(Stored data entries)
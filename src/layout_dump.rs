use crate::layout::BitfieldLayout;
use serde::Serialize;
use std::fs::File;
use std::io::BufWriter;
use std::path::Path;

#[derive(Debug, Serialize)]
pub struct LayoutDump {
    pub width: i64,
    pub height: i64,
    pub lane_width: i64,
    pub step: f64,
    pub segments: Vec<SegmentDump>,
    pub lanes: Vec<LaneDump>,
}

#[derive(Debug, Serialize)]
pub struct SegmentDump {
    pub index: usize,
    pub bits: i64,
    pub name: Option<String>,
    pub attr: Option<String>,
    pub kind: Option<String>,
    pub lsb: i64,
    pub msb: i64,
    pub lsbm: i64,
    pub msbm: i64,
    pub implicit: bool,
}

#[derive(Debug, Serialize)]
pub struct LaneDump {
    pub index: i64,
    pub row: i64,
    pub spans: Vec<SpanDump>,
}

#[derive(Debug, Serialize)]
pub struct SpanDump {
    pub segment: usize,
    pub lsb: i64,
    pub msb: i64,
    pub lsbm: i64,
    pub msbm: i64,
}

impl LayoutDump {
    pub fn from_layout(layout: &BitfieldLayout<'_>) -> Self {
        let segments = layout
            .segments
            .iter()
            .enumerate()
            .map(|(index, seg)| SegmentDump {
                index,
                bits: seg.segment.bits,
                name: seg.segment.name.clone(),
                attr: seg.segment.attr.clone(),
                kind: seg.kind().map(ToString::to_string),
                lsb: seg.lsb,
                msb: seg.msb,
                lsbm: seg.lsbm,
                msbm: seg.msbm,
                implicit: seg.implicit,
            })
            .collect();

        let lane_count = layout.options.lanes();
        let lanes = (0..lane_count)
            .map(|index| LaneDump {
                index,
                row: crate::layout::lane_row(index, lane_count),
                spans: layout
                    .lane_spans(index)
                    .into_iter()
                    .map(|(segment, span)| SpanDump {
                        segment,
                        lsb: span.lsb,
                        msb: span.msb,
                        lsbm: span.lsbm,
                        msbm: span.msbm,
                    })
                    .collect(),
            })
            .collect();

        Self {
            width: layout.image_width(),
            height: layout.image_height(),
            lane_width: layout.lane_width(),
            step: layout.step(),
            segments,
            lanes,
        }
    }
}

pub fn write_layout_dump(path: &Path, layout: &BitfieldLayout<'_>) -> anyhow::Result<()> {
    let dump = LayoutDump::from_layout(layout);
    let file = File::create(path)?;
    let writer = BufWriter::new(file);
    serde_json::to_writer_pretty(writer, &dump)?;
    Ok(())
}
use crate::config::{OptionsSpec, load_config};
use crate::ir::{Register, load_register, parse_register};
use crate::layout::BitfieldLayout;
use crate::layout_dump::write_layout_dump;
use crate::node::serialize;
use crate::render::write_output_svg;
use anyhow::Result;
use clap::Parser;
use std::io::{self, Read};
use std::path::{Path, PathBuf};
use tracing_subscriber::EnvFilter;

#[derive(Parser, Debug)]
#[command(name = "bfsvg", version, about = "Render register bit-field diagrams to SVG")]
pub struct Args {
    /// Register description (.json / .json5) or '-' for stdin
    #[arg(short = 'i', long = "input")]
    pub input: Option<PathBuf>,

    /// Output SVG file. Defaults to stdout if omitted.
    #[arg(short = 'o', long = "output")]
    pub output: Option<PathBuf>,

    /// Options JSON file
    #[arg(short = 'c', long = "configFile")]
    pub config: Option<PathBuf>,

    /// Write the resolved lane layout as JSON
    #[arg(long = "dump-layout")]
    pub dump_layout: Option<PathBuf>,

    /// Row height
    #[arg(long)]
    pub vspace: Option<i64>,

    /// Row width
    #[arg(long)]
    pub hspace: Option<i64>,

    /// Number of rows
    #[arg(long)]
    pub lanes: Option<i64>,

    /// Total register width in bits
    #[arg(long)]
    pub bits: Option<i64>,

    #[arg(long)]
    pub fontsize: Option<i64>,

    /// `--bigendian` alone means true; `--bigendian false` overrides a file value
    #[arg(long, num_args = 0..=1, default_missing_value = "true")]
    pub bigendian: Option<bool>,

    #[arg(long)]
    pub fontfamily: Option<String>,

    #[arg(long)]
    pub fontweight: Option<String>,
}

impl Args {
    fn option_overrides(&self) -> OptionsSpec {
        OptionsSpec {
            vspace: self.vspace,
            hspace: self.hspace,
            lanes: self.lanes,
            bits: self.bits,
            fontsize: self.fontsize,
            bigendian: self.bigendian,
            fontfamily: self.fontfamily.clone(),
            fontweight: self.fontweight.clone(),
        }
    }
}

pub fn run() -> Result<()> {
    init_tracing();
    let args = Args::parse();

    let register = read_register(args.input.as_deref())?;
    // Register file options, then the config file, then flags.
    let options = register
        .options
        .merge(load_config(args.config.as_deref())?)
        .merge(args.option_overrides())
        .build()?;

    let layout = BitfieldLayout::new(&register.segments, &options);
    if let Some(path) = args.dump_layout.as_deref() {
        write_layout_dump(path, &layout)?;
        tracing::info!(path = %path.display(), "wrote layout dump");
    }

    let svg = serialize(&layout.to_node());
    write_output_svg(&svg, args.output.as_deref())?;
    Ok(())
}

fn init_tracing() {
    let filter = EnvFilter::try_from_default_env().unwrap_or_else(|_| EnvFilter::new("warn"));
    let _ = tracing_subscriber::fmt()
        .with_env_filter(filter)
        .with_writer(io::stderr)
        .try_init();
}

fn read_register(path: Option<&Path>) -> Result<Register> {
    if let Some(path) = path.filter(|p| *p != Path::new("-")) {
        return load_register(path);
    }
    let mut buf = String::new();
    io::stdin().read_to_string(&mut buf)?;
    parse_register(&buf)
}
use std::collections::HashMap;
use std::path::Path;

use image::RgbaImage;
use image::imageops::{self, FilterType};

use crate::error::{Result, ViewerError};
use crate::scene::read_asset;

pub const TEXTURE_FORMAT: wgpu::TextureFormat = wgpu::TextureFormat::Rgba8Unorm;

#[derive(Clone, Copy, Debug, PartialEq, Eq, Hash, PartialOrd, Ord)]
pub struct TextureId(u32);

/// Textures keyed by file name. Filled at startup, read-only afterwards.
pub struct TextureCache<T> {
    textures: Vec<T>,
    by_name: HashMap<String, TextureId>,
}

impl<T> Default for TextureCache<T> {
    fn default() -> Self {
        Self {
            textures: Vec::new(),
            by_name: HashMap::new(),
        }
    }
}

impl<T> TextureCache<T> {
    /// Returns the cached handle for `name`, calling `load` only the first
    /// time a name is seen.
    pub fn get_or_load<F>(&mut self, name: &str, load: F) -> Result<TextureId>
    where
        F: FnOnce(&str) -> Result<T>,
    {
        if let Some(&id) = self.by_name.get(name) {
            return Ok(id);
        }

        let texture = load(name)?;
        let id = TextureId(self.textures.len() as u32);
        self.textures.push(texture);
        self.by_name.insert(name.to_string(), id);
        Ok(id)
    }

    pub fn get(&self, name: &str) -> Option<TextureId> {
        self.by_name.get(name).copied()
    }

    /// Handle for `name`, or `None` when the name is empty. A non-empty
    /// name that was never loaded is an error.
    pub fn resolve(&self, name: Option<&str>) -> Result<Option<TextureId>> {
        name.map(|n| self.get(n).ok_or_else(|| ViewerError::MissingTexture(n.to_string())))
            .transpose()
    }

    pub fn texture(&self, id: TextureId) -> &T {
        &self.textures[id.0 as usize]
    }

    pub fn len(&self) -> usize {
        self.textures.len()
    }
}

/// Decoded texture with its full mip chain, level 0 first. Rows are stored
/// bottom-up so texture coordinate (0, 0) is the image's lower-left corner.
#[derive(Debug)]
pub struct TextureImage {
    pub levels: Vec<RgbaImage>,
}

impl TextureImage {
    pub fn decode(name: &str, bytes: &[u8]) -> Result<Self> {
        let image = image::load_from_memory(bytes).map_err(|source| ViewerError::Image {
            name: name.to_string(),
            source,
        })?;
        Ok(Self::from_rgba(imageops::flip_vertical(&image.to_rgba8())))
    }

    pub fn from_rgba(base: RgbaImage) -> Self {
        let mut levels = vec![base];
        loop {
            let last = &levels[levels.len() - 1];
            let (w, h) = last.dimensions();
            if w <= 1 && h <= 1 {
                break;
            }
            let next = imageops::resize(last, (w / 2).max(1), (h / 2).max(1), FilterType::Triangle);
            levels.push(next);
        }
        Self { levels }
    }

    pub fn width(&self) -> u32 {
        self.levels[0].width()
    }

    pub fn height(&self) -> u32 {
        self.levels[0].height()
    }

    pub fn mip_level_count(&self) -> u32 {
        self.levels.len() as u32
    }
}

pub struct GpuTexture {
    _texture: wgpu::Texture,
    pub view: wgpu::TextureView,
}

impl GpuTexture {
    pub fn upload(device: &wgpu::Device, queue: &wgpu::Queue, label: &str, image: &TextureImage) -> Self {
        let texture = device.create_texture(&wgpu::TextureDescriptor {
            label: Some(label),
            size: wgpu::Extent3d {
                width: image.width(),
                height: image.height(),
                depth_or_array_layers: 1,
            },
            mip_level_count: image.mip_level_count(),
            sample_count: 1,
            dimension: wgpu::TextureDimension::D2,
            format: TEXTURE_FORMAT,
            usage: wgpu::TextureUsages::TEXTURE_BINDING | wgpu::TextureUsages::COPY_DST,
            view_formats: &[],
        });

        for (level, pixels) in image.levels.iter().enumerate() {
            let (width, height) = pixels.dimensions();
            queue.write_texture(
                wgpu::ImageCopyTexture {
                    texture: &texture,
                    mip_level: level as u32,
                    origin: wgpu::Origin3d::ZERO,
                    aspect: wgpu::TextureAspect::All,
                },
                pixels.as_raw(),
                wgpu::ImageDataLayout {
                    offset: 0,
                    bytes_per_row: Some(4 * width),
                    rows_per_image: Some(height),
                },
                wgpu::Extent3d {
                    width,
                    height,
                    depth_or_array_layers: 1,
                },
            );
        }

        let view = texture.create_view(&wgpu::TextureViewDescriptor::default());
        Self {
            _texture: texture,
            view,
        }
    }

    /// 1x1 white texture bound wherever a material has no texture.
    pub fn fallback(device: &wgpu::Device, queue: &wgpu::Queue) -> Self {
        let white = RgbaImage::from_pixel(1, 1, image::Rgba([255, 255, 255, 255]));
        Self::upload(device, queue, "Fallback Texture", &TextureImage::from_rgba(white))
    }
}

/// Loads every named texture from `dir` into a fresh cache.
pub fn load_textures<'a>(
    device: &wgpu::Device,
    queue: &wgpu::Queue,
    dir: &Path,
    names: impl IntoIterator<Item = &'a str>,
) -> Result<TextureCache<GpuTexture>> {
    let mut cache = TextureCache::default();
    for name in names {
        cache.get_or_load(name, |name| {
            let bytes = read_asset(&dir.join(name))?;
            let image = TextureImage::decode(name, &bytes)?;
            tracing::info!(
                name,
                width = image.width(),
                height = image.height(),
                mips = image.mip_level_count(),
                "texture loaded"
            );
            Ok(GpuTexture::upload(device, queue, name, &image))
        })?;
    }
    Ok(cache)
}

* Aim of the exercise *
Filter the lines above, keeping each one that contains the string "OptionsSpec".

* Solution to the exercise *
use crate::config::{OptionsSpec, load_config};
    fn option_overrides(&self) -> OptionsSpec {
        OptionsSpec {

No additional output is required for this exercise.